Tipping, if not prohibited, was certainly, in my experience, frowned upon, suggesting, among other things, a more robust social safety net. While I am no expert in reading social cues in foreign lands, people seemed reasonably content with their jobs, focusing on performing the tasks at hand, and while I am sure there existed no shortage of social climbers, I did not get the sense, like in some places, that a given job was only a stepping stone to something better and brighter. Likewise, I did not get the impression, like I do back home, that there were many other places a worker would rather be.

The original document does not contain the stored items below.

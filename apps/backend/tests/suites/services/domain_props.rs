//! Property tests for score card invariants.

use backend::domain::{standings, Hole, ScoreCard, ScoreRules, HOLE_COUNT};
use proptest::prelude::*;

use crate::common::proptest_prelude::proptest_prelude_config;

fn hole() -> impl Strategy<Value = Hole> {
    (1i64..=HOLE_COUNT as i64).prop_map(|n| Hole::new(n).expect("generated in range"))
}

fn writes() -> impl Strategy<Value = Vec<(Hole, i32)>> {
    prop::collection::vec((hole(), -10i32..=10), 0..40)
}

fn card() -> impl Strategy<Value = ScoreCard> {
    ("[A-Z][a-z]{1,8}", prop::array::uniform9(-10i32..=10))
        .prop_map(|(name, holes)| ScoreCard::from_holes(name, holes))
}

proptest! {
    #![proptest_config(proptest_prelude_config())]

    #[test]
    fn total_is_sum_after_any_writes(writes in writes()) {
        let mut card = ScoreCard::new("Alice");
        let mut shadow = [0i32; HOLE_COUNT];

        for (hole, score) in writes {
            card.set_hole(hole, score);
            shadow[usize::from(hole.number()) - 1] = score;
            prop_assert_eq!(card.total(), shadow.iter().sum::<i32>());
        }
        prop_assert_eq!(card.holes(), &shadow);
    }

    #[test]
    fn last_write_to_a_hole_wins(hole in hole(), first in -10i32..=10, second in -10i32..=10) {
        let mut card = ScoreCard::new("Alice");
        card.set_hole(hole, first);
        card.set_hole(hole, second);
        prop_assert_eq!(card.hole(hole), second);
        prop_assert_eq!(card.total(), second);
    }

    #[test]
    fn standings_are_sorted_and_stable(cards in prop::collection::vec(card(), 0..12)) {
        let sorted = standings(cards.clone());
        prop_assert_eq!(sorted.len(), cards.len());

        for pair in sorted.windows(2) {
            prop_assert!(pair[0].total() <= pair[1].total());
        }

        // Equal totals keep their input order
        for total in sorted.iter().map(ScoreCard::total) {
            let input: Vec<_> = cards.iter().filter(|c| c.total() == total).collect();
            let output: Vec<_> = sorted.iter().filter(|c| c.total() == total).collect();
            prop_assert_eq!(input, output);
        }
    }

    #[test]
    fn strict_rules_accept_exactly_the_valid_range(h in -3i64..15, s in -20i64..20) {
        let verdict = ScoreRules::default().check_submission("Alice", h, s);
        let valid = (1..=9).contains(&h) && (-10..=10).contains(&s);
        prop_assert_eq!(matches!(verdict, Ok(Some(_))), valid);
        prop_assert_eq!(verdict.is_err(), !valid);
    }

    #[test]
    fn permissive_rules_never_reject_named_input(h in -3i64..15, s in -20i64..20) {
        let verdict = ScoreRules::permissive().check_submission("Alice", h, s);
        let valid = (1..=9).contains(&h) && (-10..=10).contains(&s);
        prop_assert!(verdict.is_ok());
        prop_assert_eq!(verdict.unwrap().is_some(), valid);
    }
}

Still, with an ageing population (and a shrinking population of workers) and the issue of karoshi (overwork), all is not rosy.

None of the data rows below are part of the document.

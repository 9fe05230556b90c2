use std::sync::Arc;

use sea_orm::DatabaseConnection;

use super::security_config::SecurityConfig;
use crate::domain::ScoreRules;
use crate::repos::score_cards::ScoreCardRepo;
use crate::services::scores::ScoreService;

/// Application state containing shared resources
#[derive(Debug, Clone)]
pub struct AppState {
    /// Database connection; `None` when running on the in-memory store
    pub db: Option<DatabaseConnection>,
    /// Score card storage
    pub score_cards: Arc<dyn ScoreCardRepo>,
    /// Identity-provider token settings
    pub security: SecurityConfig,
    /// Submission validation rules
    pub rules: ScoreRules,
}

impl AppState {
    pub fn new(
        db: Option<DatabaseConnection>,
        score_cards: Arc<dyn ScoreCardRepo>,
        security: SecurityConfig,
        rules: ScoreRules,
    ) -> Self {
        Self {
            db,
            score_cards,
            security,
            rules,
        }
    }

    pub fn db(&self) -> Option<&DatabaseConnection> {
        self.db.as_ref()
    }

    /// Score service bound to this state's store and rules.
    pub fn scores(&self) -> ScoreService<dyn ScoreCardRepo> {
        ScoreService::new(Arc::clone(&self.score_cards), self.rules)
    }
}
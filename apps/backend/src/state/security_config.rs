use std::env;

use jsonwebtoken::Algorithm;

use crate::error::AppError;

/// Verification settings for identity-provider tokens
#[derive(Debug, Clone)]
pub struct SecurityConfig {
    /// Shared secret the identity provider signs tokens with
    pub jwt_secret: Vec<u8>,
    /// JWT algorithm to use (defaults to HS256)
    pub algorithm: Algorithm,
}

impl SecurityConfig {
    pub fn new(jwt_secret: impl Into<Vec<u8>>) -> Self {
        Self {
            jwt_secret: jwt_secret.into(),
            algorithm: Algorithm::HS256,
        }
    }

    /// Read `BACKEND_JWT_SECRET`; missing or empty is a configuration error.
    pub fn from_env() -> Result<Self, AppError> {
        match env::var("BACKEND_JWT_SECRET") {
            Ok(secret) if !secret.trim().is_empty() => Ok(Self::new(secret.into_bytes())),
            _ => Err(AppError::config(
                "BACKEND_JWT_SECRET must be set to the identity provider's signing secret",
            )),
        }
    }
}

impl Default for SecurityConfig {
    fn default() -> Self {
        Self::new(b"default_secret_for_tests_only".to_vec())
    }
}
pub mod scores;

pub use scores::ScoreService;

On my last day in Tokyo, a damp, sleepy Sunday in late October, I found myself in a Starbucks in Tennozu, near Shinagawa Station, on the bottom floor of one of the many office buildings in the area. I ordered my usual coffee and muffin or scone and scanned the store to see what folks were up to on this Sunday morning. At the next table, a woman was writing in her journal, with a very fine point (perhaps 0.3mm) pen, possibly planning her week or reflecting on the one that just passed. Strangely, this, to me, was the essence of Tokyo, the focus on the discrete, the compartmentalized, the here and now, amid the skyscrapers of big ideas, pressing needs, and general obligations.

Comments welcomed.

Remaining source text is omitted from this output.